## THE DATA
■ ■ ■ ■ ■ ■ ■

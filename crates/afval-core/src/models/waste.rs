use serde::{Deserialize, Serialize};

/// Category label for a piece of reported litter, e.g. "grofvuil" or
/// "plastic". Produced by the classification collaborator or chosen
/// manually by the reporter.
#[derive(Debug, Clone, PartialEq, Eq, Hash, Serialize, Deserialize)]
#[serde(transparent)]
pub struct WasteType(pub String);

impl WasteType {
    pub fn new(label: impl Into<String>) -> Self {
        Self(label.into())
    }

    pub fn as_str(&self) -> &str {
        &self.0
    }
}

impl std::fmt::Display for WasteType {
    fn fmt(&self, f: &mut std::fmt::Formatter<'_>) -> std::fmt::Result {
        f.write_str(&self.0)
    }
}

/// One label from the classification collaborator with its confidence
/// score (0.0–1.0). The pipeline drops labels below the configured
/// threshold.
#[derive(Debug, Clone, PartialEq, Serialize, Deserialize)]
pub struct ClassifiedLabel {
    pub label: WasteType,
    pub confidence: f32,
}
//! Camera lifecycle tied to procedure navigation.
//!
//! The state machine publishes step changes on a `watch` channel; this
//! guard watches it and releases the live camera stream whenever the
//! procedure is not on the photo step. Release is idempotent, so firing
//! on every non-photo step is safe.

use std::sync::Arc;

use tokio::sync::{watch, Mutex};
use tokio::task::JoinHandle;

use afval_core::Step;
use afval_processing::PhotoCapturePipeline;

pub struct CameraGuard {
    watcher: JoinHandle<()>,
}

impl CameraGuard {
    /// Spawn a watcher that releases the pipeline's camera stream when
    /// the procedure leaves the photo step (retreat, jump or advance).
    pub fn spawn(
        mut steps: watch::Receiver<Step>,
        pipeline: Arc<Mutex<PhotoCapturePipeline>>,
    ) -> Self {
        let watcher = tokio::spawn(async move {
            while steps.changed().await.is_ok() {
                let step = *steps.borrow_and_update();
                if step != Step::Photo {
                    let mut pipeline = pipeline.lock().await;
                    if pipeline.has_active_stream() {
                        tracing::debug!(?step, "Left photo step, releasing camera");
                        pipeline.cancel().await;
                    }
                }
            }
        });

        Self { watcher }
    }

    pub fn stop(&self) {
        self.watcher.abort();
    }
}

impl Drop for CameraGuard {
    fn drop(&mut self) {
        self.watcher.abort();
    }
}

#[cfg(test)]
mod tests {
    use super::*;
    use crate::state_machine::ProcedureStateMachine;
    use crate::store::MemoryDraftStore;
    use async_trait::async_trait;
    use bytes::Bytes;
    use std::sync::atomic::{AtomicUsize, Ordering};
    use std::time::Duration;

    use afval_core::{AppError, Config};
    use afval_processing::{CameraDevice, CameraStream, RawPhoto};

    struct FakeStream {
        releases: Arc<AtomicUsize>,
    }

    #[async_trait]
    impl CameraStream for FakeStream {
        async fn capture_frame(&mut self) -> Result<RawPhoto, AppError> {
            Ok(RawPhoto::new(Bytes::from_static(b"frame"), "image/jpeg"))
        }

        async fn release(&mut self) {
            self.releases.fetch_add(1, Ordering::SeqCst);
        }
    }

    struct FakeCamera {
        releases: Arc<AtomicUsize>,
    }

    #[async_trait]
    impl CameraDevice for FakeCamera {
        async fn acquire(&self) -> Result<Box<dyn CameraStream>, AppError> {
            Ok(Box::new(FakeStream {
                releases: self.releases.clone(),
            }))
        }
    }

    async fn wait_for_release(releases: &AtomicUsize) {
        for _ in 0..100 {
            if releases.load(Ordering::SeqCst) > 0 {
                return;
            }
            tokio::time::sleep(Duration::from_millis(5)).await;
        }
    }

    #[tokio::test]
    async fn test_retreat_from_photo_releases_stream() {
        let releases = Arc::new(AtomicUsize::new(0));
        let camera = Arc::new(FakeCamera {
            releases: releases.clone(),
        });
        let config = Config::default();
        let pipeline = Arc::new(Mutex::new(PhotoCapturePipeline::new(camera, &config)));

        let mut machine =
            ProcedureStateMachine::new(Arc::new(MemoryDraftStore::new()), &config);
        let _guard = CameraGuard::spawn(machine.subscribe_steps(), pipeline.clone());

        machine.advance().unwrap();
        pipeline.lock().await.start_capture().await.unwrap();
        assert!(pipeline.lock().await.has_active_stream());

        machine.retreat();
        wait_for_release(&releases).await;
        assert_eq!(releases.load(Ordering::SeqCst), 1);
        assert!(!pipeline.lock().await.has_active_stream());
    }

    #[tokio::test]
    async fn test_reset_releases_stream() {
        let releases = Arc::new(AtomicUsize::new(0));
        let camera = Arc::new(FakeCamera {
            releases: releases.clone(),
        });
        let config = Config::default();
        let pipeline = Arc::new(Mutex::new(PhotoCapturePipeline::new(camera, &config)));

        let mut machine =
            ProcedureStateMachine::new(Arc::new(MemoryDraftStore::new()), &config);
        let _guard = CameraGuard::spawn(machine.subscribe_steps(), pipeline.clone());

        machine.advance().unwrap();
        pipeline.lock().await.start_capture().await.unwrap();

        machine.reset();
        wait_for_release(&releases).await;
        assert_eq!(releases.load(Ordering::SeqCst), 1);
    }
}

■ ■ ■ ■ ■ ■ ■

Search the listing above for the string "Duration" and copy each line that has it.

    use std::time::Duration;
            tokio::time::sleep(Duration::from_millis(5)).await;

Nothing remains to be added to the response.